Для прогрессивных мыслителей, подобных Герцену и Белинскому, другой веры не существовало. Христос, может быть, и был замечательным учителем нравственности, но религия, основанная в его честь, уже была полностью дискредитирована в глазах многих интеллектуалов. Достаточно послушать не по годам развитого подростка Колю Красоткина в «Братьях Карамазовых», чтобы понять, насколько модно было в России середины и конца XIX века осуждать религию, даже испытывая при этом невольное восхищение фигурой Иисуса. Коля объясняет Алеше Карамазову, что он «не против Христа», так как «это была вполне гуманная личность», но как «неисправимый социалист» он полагает, что «христианская вера послужила лишь богатым и знатным, чтобы держать в рабстве низший класс». Коля далее заявляет (вслед за Белинским[10]), что Христос, «живи он в наше время, он бы прямо примкнул к революционерам и, может быть, играл бы видную роль» [Достоевский ПСС, 14:500]. Озадаченный Алеша может только удивиться вслух, как подросток сумел приобрести такие убеждения так быстро. И вправду, секуляризация образованных классов в России шла быстрыми темпами не только среди православных христиан, но и среди еврейского населения России[11].

Еще в 1861 году консервативный критик М. Н. Катков заявил на страницах журнала «Русский вестник», что на сцену уже вышла новая «религия» [Катков 1861]. Этой религией был материализм, и такие писатели, как Н. Г. Чернышевский, Н. А. Добролюбов, М. А. Антонович и Д. И. Писарев, проповедовали ее со страниц ведущих радикальных изданий эпохи – журналов «Современник» и «Русское слово» [Frede 2010: 69]. Хотя материализм как объект страстных дебатов и идейной преданности достиг своего пика в 1860-е годы, его устойчивое влияние ощущалось и на протяжении последних десятилетий XIX века, когда Г. В. Плеханов, а вслед за ним и В. И. Ленин провозглашали марксистский «диалектический материализм» – идеологию революционных движений, которые должны были свергнуть монархию. Как и обращение в социалистическую веру Коли Красоткина, рост материалистического мировоззрения в России XIX века был стремительным, что привело к единственному важнейшему сдвигу парадигмы в русской культуре XIX века: от веры в Бога к вере в человечество.
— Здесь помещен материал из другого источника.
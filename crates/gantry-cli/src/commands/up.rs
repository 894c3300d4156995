use tracing::info;

pub async fn run(
    config_path: &str,
    template: Option<&str>,
    show_secrets: bool,
) -> anyhow::Result<()> {
    let stack = super::declare(config_path, template)?;
    let resources = stack.nodes().len();
    info!(resources, "applying stack");

    let outputs = stack.up().await?;
    info!(gateway_url = %outputs.gateway_url, "stack applied");

    println!("✓ Applied {resources} resources");
    println!("  gatewayUrl:  {}", outputs.gateway_url);
    println!("  cloudRunUrl: {}", outputs.cloud_run_url);
    println!("  imageName:   {}", outputs.image_name);
    if show_secrets {
        println!("  apiKey:      {}", outputs.api_key);
    } else {
        println!("  apiKey:      [redacted, pass --show-secrets to print]");
    }
    Ok(())
}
Век неверия в России, от детского скептицизма Герцена до чеховских крестьян-полуязычников, конечно, не следует понимать без оговорок. Хотя русские церковные чины XIX века беспокоились об упадке религиозных привычек среди русского народа, приходы и религиозные общины при этом процветали, крупные писатели и мыслители славянофильских кругов поддерживали православие, дети по-прежнему учились читать по житиям святых, и в каждом доме имелись личные экземпляры Нового Завета (а после 1876 года – и всей Библии в русском переводе) (см. [Medzhibovskaya 2008: 3-28]). Многие из наиболее выдающихся писателей того времени – Н. В. Гоголь, Ф. М. Достоевский, Л. Н. Толстой, Н. А. Лесков и даже будущие атеисты Н. Г. Чернышевский и Н. А. Добролюбов (оба дети церковников) – выросли в традиционно благочестивых и соблюдавших религиозные обряды семьях. Толстой, хотя и не был поклонником православия, сообщает в «Исповеди», что жития святых были его излюбленным чтением [Толстой ПСС, 23: 52]. Но, напоминает нам тот же Толстой, религиозное наследие, на основе которого человек воспитывается, легко утратить «под влиянием знаний и опытов жизни, противоположных вероучению». «Человек, – продолжает Толстой, – очень часто долго живет, воображая, что в нем цело то вероучение, которое сообщено было ему с детства, тогда как его давно уже нет и следа» (Там же: 2).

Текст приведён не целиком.